*** Opening of Extracted information ***

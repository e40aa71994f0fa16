// Copyright (c) 2025 Erick Bourgeois, firestoned
// SPDX-License-Identifier: MIT

//! Integration tests against a live Kubernetes cluster.
//!
//! They create a namespace and a Service, mirror the namespace, and resolve the
//! Service through the engine.
//!
//! Run with: cargo test --test cluster_integration -- --ignored

mod common;

use common::{
    cleanup_test_namespace, create_test_namespace, eventually, get_kube_client_or_skip, service,
};
use k8s_openapi::api::core::v1::Service;
use kube::api::{Api, PostParams};
use kubedns::config::{MirrorConfig, ZoneConfig};
use kubedns::mirror::ClusterMirror;
use kubedns::resolver::ResolutionEngine;
use kubedns::template::NameTemplate;
use std::sync::Arc;
use std::time::Duration;

const TEST_NAMESPACE: &str = "kubedns-integration-test";

#[tokio::test]
#[ignore = "requires a Kubernetes cluster"]
async fn test_mirror_resolves_live_service() {
    let Some(client) = get_kube_client_or_skip().await else {
        return;
    };

    create_test_namespace(&client, TEST_NAMESPACE)
        .await
        .expect("Failed to create test namespace");

    // Let the API server allocate the cluster IP.
    let services: Api<Service> = Api::namespaced(client.clone(), TEST_NAMESPACE);
    let mut web = service(TEST_NAMESPACE, "web", "", &[80]);
    web.metadata.resource_version = None;
    if let Some(spec) = web.spec.as_mut() {
        spec.cluster_ip = None;
    }
    let created = services
        .create(&PostParams::default(), &web)
        .await
        .expect("Failed to create test service");
    let cluster_ip = created
        .spec
        .and_then(|s| s.cluster_ip)
        .expect("service has no cluster IP");

    let mirror_config = MirrorConfig {
        resync_period: Duration::from_secs(10),
        watch_namespace: Some(TEST_NAMESPACE.to_string()),
        label_selector: None,
    };
    let mirror = Arc::new(ClusterMirror::from_client(client.clone(), &mirror_config));
    mirror.run();
    assert!(eventually(Duration::from_secs(30), || mirror.is_synced()).await);

    let zones = ZoneConfig::new(&["cluster.local"], None, NameTemplate::default()).unwrap();
    let engine = ResolutionEngine::new(Arc::clone(&mirror), zones);
    let name = format!("web.{TEST_NAMESPACE}.cluster.local.");

    assert!(
        eventually(Duration::from_secs(30), || {
            engine
                .resolve(&name, false)
                .is_ok_and(|records| records.len() == 2 && records[1].host == cluster_ip)
        })
        .await,
        "service never became resolvable"
    );

    mirror.stop().unwrap();
    cleanup_test_namespace(&client, TEST_NAMESPACE)
        .await
        .expect("Failed to cleanup test namespace");
}
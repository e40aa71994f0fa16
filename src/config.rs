// Copyright (c) 2025 Erick Bourgeois, firestoned
// SPDX-License-Identifier: MIT

//! Configuration for kubedns.
//!
//! The configuration file is YAML with camelCase keys:
//!
//! ```yaml
//! zones: ["cluster.local"]
//! namespaces: ["prod"]            # optional allow-list; omit to serve all namespaces
//! template: "${service}.${namespace}.${zone}"
//! resyncPeriodSecs: 30
//! watchNamespace: null            # optional; omit to mirror every namespace
//! labelSelector: null             # optional label selector for List/Watch
//! adminAddr: "0.0.0.0:8080"
//! ```
//!
//! [`Config`] is the raw, deserialized form. [`ZoneConfig`] (read by every query)
//! and [`MirrorConfig`] (read by the reflectors) are the validated values built
//! from it; both are immutable once constructed.

use crate::constants::{DEFAULT_ADMIN_ADDR, DEFAULT_NAME_TEMPLATE, DEFAULT_RESYNC_PERIOD_SECS};
use crate::dns_errors::ConfigError;
use crate::template::NameTemplate;
use hickory_proto::rr::Name;
use serde::{Deserialize, Serialize};
use std::collections::BTreeSet;
use std::net::SocketAddr;
use std::path::Path;
use std::time::Duration;

/// Raw configuration as read from a file.
#[derive(Debug, Clone, PartialEq, Serialize, Deserialize)]
#[serde(rename_all = "camelCase")]
pub struct Config {
    /// Zones to serve; empty means "use the zones given on the command line".
    #[serde(default)]
    pub zones: Vec<String>,

    /// Namespace allow-list; `None` serves every namespace.
    #[serde(default)]
    pub namespaces: Option<Vec<String>>,

    /// Label template mapping query labels to service coordinates.
    #[serde(default = "default_template")]
    pub template: String,

    /// Seconds between full re-lists.
    #[serde(default = "default_resync_period_secs")]
    pub resync_period_secs: u64,

    /// Restrict the mirror to one namespace; `None` mirrors all namespaces.
    #[serde(default)]
    pub watch_namespace: Option<String>,

    /// Label selector applied to every List and Watch call.
    #[serde(default)]
    pub label_selector: Option<String>,

    /// Listen address of the admin HTTP server.
    #[serde(default = "default_admin_addr")]
    pub admin_addr: SocketAddr,
}

impl Default for Config {
    fn default() -> Self {
        Self {
            zones: Vec::new(),
            namespaces: None,
            template: default_template(),
            resync_period_secs: default_resync_period_secs(),
            watch_namespace: None,
            label_selector: None,
            admin_addr: default_admin_addr(),
        }
    }
}

fn default_template() -> String {
    DEFAULT_NAME_TEMPLATE.to_string()
}

fn default_resync_period_secs() -> u64 {
    DEFAULT_RESYNC_PERIOD_SECS
}

fn default_admin_addr() -> SocketAddr {
    DEFAULT_ADMIN_ADDR
        .parse()
        .unwrap_or_else(|_| SocketAddr::from(([0, 0, 0, 0], 8080)))
}

impl Config {
    /// Parse configuration from a YAML document.
    ///
    /// # Errors
    ///
    /// Returns [`ConfigError::Parse`] if the document does not match the schema.
    pub fn from_yaml_str(yaml: &str) -> Result<Self, ConfigError> {
        serde_yaml::from_str(yaml).map_err(|e| ConfigError::Parse {
            reason: e.to_string(),
        })
    }

    /// Read and parse a YAML configuration file.
    ///
    /// # Errors
    ///
    /// Returns [`ConfigError::Read`] if the file cannot be read, or
    /// [`ConfigError::Parse`] if its content is invalid.
    pub fn from_file(path: impl AsRef<Path>) -> Result<Self, ConfigError> {
        let path = path.as_ref();
        let content = std::fs::read_to_string(path).map_err(|e| ConfigError::Read {
            path: path.display().to_string(),
            reason: e.to_string(),
        })?;
        Self::from_yaml_str(&content)
    }

    /// Build the validated zone configuration.
    ///
    /// `fallback_zones` is used when the file lists no zones, mirroring how a
    /// server block's own hosts become the served zones.
    ///
    /// # Errors
    ///
    /// Returns a [`ConfigError`] for invalid zones or an invalid template.
    pub fn zone_config(&self, fallback_zones: &[String]) -> Result<ZoneConfig, ConfigError> {
        let zones = if self.zones.is_empty() {
            fallback_zones
        } else {
            &self.zones
        };
        ZoneConfig::new(
            zones,
            self.namespaces.clone(),
            NameTemplate::parse(&self.template)?,
        )
    }

    /// Build the reflector configuration.
    #[must_use]
    pub fn mirror_config(&self) -> MirrorConfig {
        MirrorConfig {
            resync_period: Duration::from_secs(self.resync_period_secs.max(1)),
            watch_namespace: self.watch_namespace.clone(),
            label_selector: self.label_selector.clone(),
        }
    }
}

/// Normalize a zone to lowercase, fully-qualified form (`"Cluster.Local"` → `"cluster.local."`).
///
/// # Errors
///
/// Returns [`ConfigError::InvalidZone`] if the zone is empty or not a valid domain name.
pub fn normalize_zone(zone: &str) -> Result<String, ConfigError> {
    let trimmed = zone.trim().trim_end_matches('.').to_ascii_lowercase();
    if trimmed.is_empty() {
        return Err(ConfigError::InvalidZone {
            zone: zone.to_string(),
            reason: "zone must not be empty".to_string(),
        });
    }

    let fqdn = format!("{trimmed}.");
    Name::from_ascii(&fqdn).map_err(|e| ConfigError::InvalidZone {
        zone: zone.to_string(),
        reason: e.to_string(),
    })?;

    Ok(fqdn)
}

/// Zones, namespace allow-list and name template used by the resolution engine.
#[derive(Debug, Clone)]
pub struct ZoneConfig {
    zones: Vec<String>,
    namespaces: Option<BTreeSet<String>>,
    template: NameTemplate,
}

impl ZoneConfig {
    /// Validate and normalize zone configuration.
    ///
    /// Zones keep their configured order (first match wins during resolution);
    /// duplicates after normalization are dropped.
    ///
    /// # Errors
    ///
    /// Returns [`ConfigError::InvalidZone`] if no zone is given or a zone is invalid.
    pub fn new<S: AsRef<str>>(
        zones: &[S],
        namespaces: Option<Vec<String>>,
        template: NameTemplate,
    ) -> Result<Self, ConfigError> {
        let mut normalized: Vec<String> = Vec::with_capacity(zones.len());
        for zone in zones {
            let zone = normalize_zone(zone.as_ref())?;
            if !normalized.contains(&zone) {
                normalized.push(zone);
            }
        }

        if normalized.is_empty() {
            return Err(ConfigError::InvalidZone {
                zone: String::new(),
                reason: "at least one zone must be configured".to_string(),
            });
        }

        Ok(Self {
            zones: normalized,
            namespaces: namespaces.map(|list| list.into_iter().collect()),
            template,
        })
    }

    /// Configured zones, normalized, in configuration order.
    #[must_use]
    pub fn zones(&self) -> &[String] {
        &self.zones
    }

    /// Namespace allow-list, if one is configured.
    #[must_use]
    pub fn namespaces(&self) -> Option<&BTreeSet<String>> {
        self.namespaces.as_ref()
    }

    /// Whether queries for `namespace` may be answered.
    #[must_use]
    pub fn is_namespace_served(&self, namespace: &str) -> bool {
        self.namespaces
            .as_ref()
            .is_none_or(|allowed| allowed.contains(namespace))
    }

    /// Name template used to decode query labels.
    #[must_use]
    pub fn template(&self) -> &NameTemplate {
        &self.template
    }
}

/// Settings shared by every reflector of a [`ClusterMirror`](crate::mirror::ClusterMirror).
#[derive(Debug, Clone, PartialEq, Eq)]
pub struct MirrorConfig {
    /// Interval after which an open watch is abandoned and a full List is performed
    pub resync_period: Duration,
    /// Restrict List/Watch to one namespace; `None` mirrors all namespaces
    pub watch_namespace: Option<String>,
    /// Label selector applied to List/Watch calls
    pub label_selector: Option<String>,
}

impl Default for MirrorConfig {
    fn default() -> Self {
        Self {
            resync_period: Duration::from_secs(DEFAULT_RESYNC_PERIOD_SECS),
            watch_namespace: None,
            label_selector: None,
        }
    }
}

#[cfg(test)]
#[path = "config_tests.rs"]
mod config_tests;
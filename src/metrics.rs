// Copyright (c) 2025 Erick Bourgeois, firestoned
// SPDX-License-Identifier: MIT

//! Prometheus metrics for kubedns.
//!
//! This module provides metrics collection with the namespace prefix `kubedns_`.
//!
//! # Metrics Categories
//!
//! - **Reflector Metrics** - List calls, watch events, resyncs and sync state per kind
//! - **Store Metrics** - Number of mirrored objects per kind
//! - **Query Metrics** - Resolution outcomes
//!
//! # Example
//!
//! ```rust,no_run
//! use kubedns::metrics::{gather_metrics, record_query};
//!
//! record_query("answered");
//! let text = gather_metrics().unwrap();
//! ```

use prometheus::{
    CounterVec, Encoder, GaugeVec, HistogramOpts, HistogramVec, Opts, Registry, TextEncoder,
};
use std::sync::LazyLock;
use std::time::Duration;

// ============================================================================
// Metric Name Constants
// ============================================================================

/// Namespace prefix for all kubedns metrics
const METRICS_NAMESPACE: &str = "kubedns";

// ============================================================================
// Global Metrics Registry
// ============================================================================

/// Global Prometheus metrics registry
///
/// All metrics are registered in this registry and exposed via `/metrics` endpoint.
pub static METRICS_REGISTRY: LazyLock<Registry> = LazyLock::new(Registry::new);

// ============================================================================
// Reflector Metrics
// ============================================================================

/// Total number of full List calls by kind and outcome
///
/// Labels:
/// - `kind`: Resource kind (e.g., `Service`, `Pod`)
/// - `outcome`: `success` or `error`
pub static REFLECTOR_LISTS_TOTAL: LazyLock<CounterVec> = LazyLock::new(|| {
    let opts = Opts::new(
        format!("{METRICS_NAMESPACE}_reflector_lists_total"),
        "Total number of full List calls by resource kind and outcome",
    );
    let counter = CounterVec::new(opts, &["kind", "outcome"]).unwrap();
    METRICS_REGISTRY
        .register(Box::new(counter.clone()))
        .unwrap();
    counter
});

/// Duration of full List calls in seconds
///
/// Labels:
/// - `kind`: Resource kind
pub static REFLECTOR_LIST_DURATION_SECONDS: LazyLock<HistogramVec> = LazyLock::new(|| {
    let opts = HistogramOpts::new(
        format!("{METRICS_NAMESPACE}_reflector_list_duration_seconds"),
        "Duration of full List calls in seconds by resource kind",
    )
    .buckets(vec![0.001, 0.01, 0.1, 0.5, 1.0, 2.0, 5.0, 10.0, 30.0]);
    let histogram = HistogramVec::new(opts, &["kind"]).unwrap();
    METRICS_REGISTRY
        .register(Box::new(histogram.clone()))
        .unwrap();
    histogram
});

/// Total number of watch events applied to stores
///
/// Labels:
/// - `kind`: Resource kind
/// - `event`: `added`, `modified`, `deleted` or `bookmark`
pub static REFLECTOR_WATCH_EVENTS_TOTAL: LazyLock<CounterVec> = LazyLock::new(|| {
    let opts = Opts::new(
        format!("{METRICS_NAMESPACE}_reflector_watch_events_total"),
        "Total number of watch events applied by resource kind and event type",
    );
    let counter = CounterVec::new(opts, &["kind", "event"]).unwrap();
    METRICS_REGISTRY
        .register(Box::new(counter.clone()))
        .unwrap();
    counter
});

/// Total number of resyncs by kind and the reason the watch ended
///
/// Labels:
/// - `kind`: Resource kind
/// - `reason`: `interval`, `closed`, `stream_error` or `watch_error`
pub static REFLECTOR_RESYNCS_TOTAL: LazyLock<CounterVec> = LazyLock::new(|| {
    let opts = Opts::new(
        format!("{METRICS_NAMESPACE}_reflector_resyncs_total"),
        "Total number of resyncs by resource kind and reason",
    );
    let counter = CounterVec::new(opts, &["kind", "reason"]).unwrap();
    METRICS_REGISTRY
        .register(Box::new(counter.clone()))
        .unwrap();
    counter
});

/// Whether a reflector has completed its initial sync (1 = synced, 0 = not yet)
///
/// Labels:
/// - `kind`: Resource kind
pub static REFLECTOR_SYNCED: LazyLock<GaugeVec> = LazyLock::new(|| {
    let opts = Opts::new(
        format!("{METRICS_NAMESPACE}_reflector_synced"),
        "Whether the reflector completed its initial sync (1 = synced, 0 = not yet)",
    );
    let gauge = GaugeVec::new(opts, &["kind"]).unwrap();
    METRICS_REGISTRY.register(Box::new(gauge.clone())).unwrap();
    gauge
});

// ============================================================================
// Store Metrics
// ============================================================================

/// Number of objects held in each store
///
/// Labels:
/// - `kind`: Resource kind
pub static STORE_OBJECTS: LazyLock<GaugeVec> = LazyLock::new(|| {
    let opts = Opts::new(
        format!("{METRICS_NAMESPACE}_store_objects"),
        "Number of mirrored objects by resource kind",
    );
    let gauge = GaugeVec::new(opts, &["kind"]).unwrap();
    METRICS_REGISTRY.register(Box::new(gauge.clone())).unwrap();
    gauge
});

// ============================================================================
// Query Metrics
// ============================================================================

/// Total number of resolved queries by outcome
///
/// Labels:
/// - `outcome`: `answered`, `empty`, `malformed` or `reverse`
pub static QUERIES_TOTAL: LazyLock<CounterVec> = LazyLock::new(|| {
    let opts = Opts::new(
        format!("{METRICS_NAMESPACE}_queries_total"),
        "Total number of resolved queries by outcome",
    );
    let counter = CounterVec::new(opts, &["outcome"]).unwrap();
    METRICS_REGISTRY
        .register(Box::new(counter.clone()))
        .unwrap();
    counter
});

// ============================================================================
// Helper Functions
// ============================================================================

/// Record a successful List call
///
/// # Arguments
/// * `kind` - Resource kind listed
/// * `duration` - Duration of the call
pub fn record_list_success(kind: &str, duration: Duration) {
    REFLECTOR_LISTS_TOTAL
        .with_label_values(&[kind, "success"])
        .inc();
    REFLECTOR_LIST_DURATION_SECONDS
        .with_label_values(&[kind])
        .observe(duration.as_secs_f64());
}

/// Record a failed List call
pub fn record_list_error(kind: &str, duration: Duration) {
    REFLECTOR_LISTS_TOTAL
        .with_label_values(&[kind, "error"])
        .inc();
    REFLECTOR_LIST_DURATION_SECONDS
        .with_label_values(&[kind])
        .observe(duration.as_secs_f64());
}

/// Record one applied watch event
///
/// # Arguments
/// * `kind` - Resource kind
/// * `event` - Event type (`added`, `modified`, `deleted`, `bookmark`)
pub fn record_watch_event(kind: &str, event: &str) {
    REFLECTOR_WATCH_EVENTS_TOTAL
        .with_label_values(&[kind, event])
        .inc();
}

/// Record a resync and why the preceding watch ended
pub fn record_resync(kind: &str, reason: &str) {
    REFLECTOR_RESYNCS_TOTAL
        .with_label_values(&[kind, reason])
        .inc();
}

/// Report a reflector as not yet synced so the series exists from startup
pub fn record_unsynced(kind: &str) {
    REFLECTOR_SYNCED.with_label_values(&[kind]).set(0.0);
}

/// Record that a reflector completed its initial sync
pub fn record_synced(kind: &str) {
    REFLECTOR_SYNCED.with_label_values(&[kind]).set(1.0);
}

/// Record the current number of objects in a store
pub fn record_store_size(kind: &str, len: usize) {
    #[allow(clippy::cast_precision_loss)]
    STORE_OBJECTS.with_label_values(&[kind]).set(len as f64);
}

/// Record the outcome of one query
pub fn record_query(outcome: &str) {
    QUERIES_TOTAL.with_label_values(&[outcome]).inc();
}

/// Gather and encode all metrics in Prometheus text format
///
/// # Returns
/// Prometheus-formatted metrics as a String
///
/// # Errors
/// Returns error if encoding fails
pub fn gather_metrics() -> Result<String, prometheus::Error> {
    let encoder = TextEncoder::new();
    let metric_families = METRICS_REGISTRY.gather();
    let mut buffer = Vec::new();
    encoder.encode(&metric_families, &mut buffer)?;
    String::from_utf8(buffer).map_err(|e| prometheus::Error::Msg(format!("UTF-8 error: {e}")))
}

#[cfg(test)]
#[path = "metrics_tests.rs"]
mod metrics_tests;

*** Close of Extracted information ***

Exercise goal: If a line in the entries holds the string "applied", count it, then state the total and nothing more.

Expected answer: 5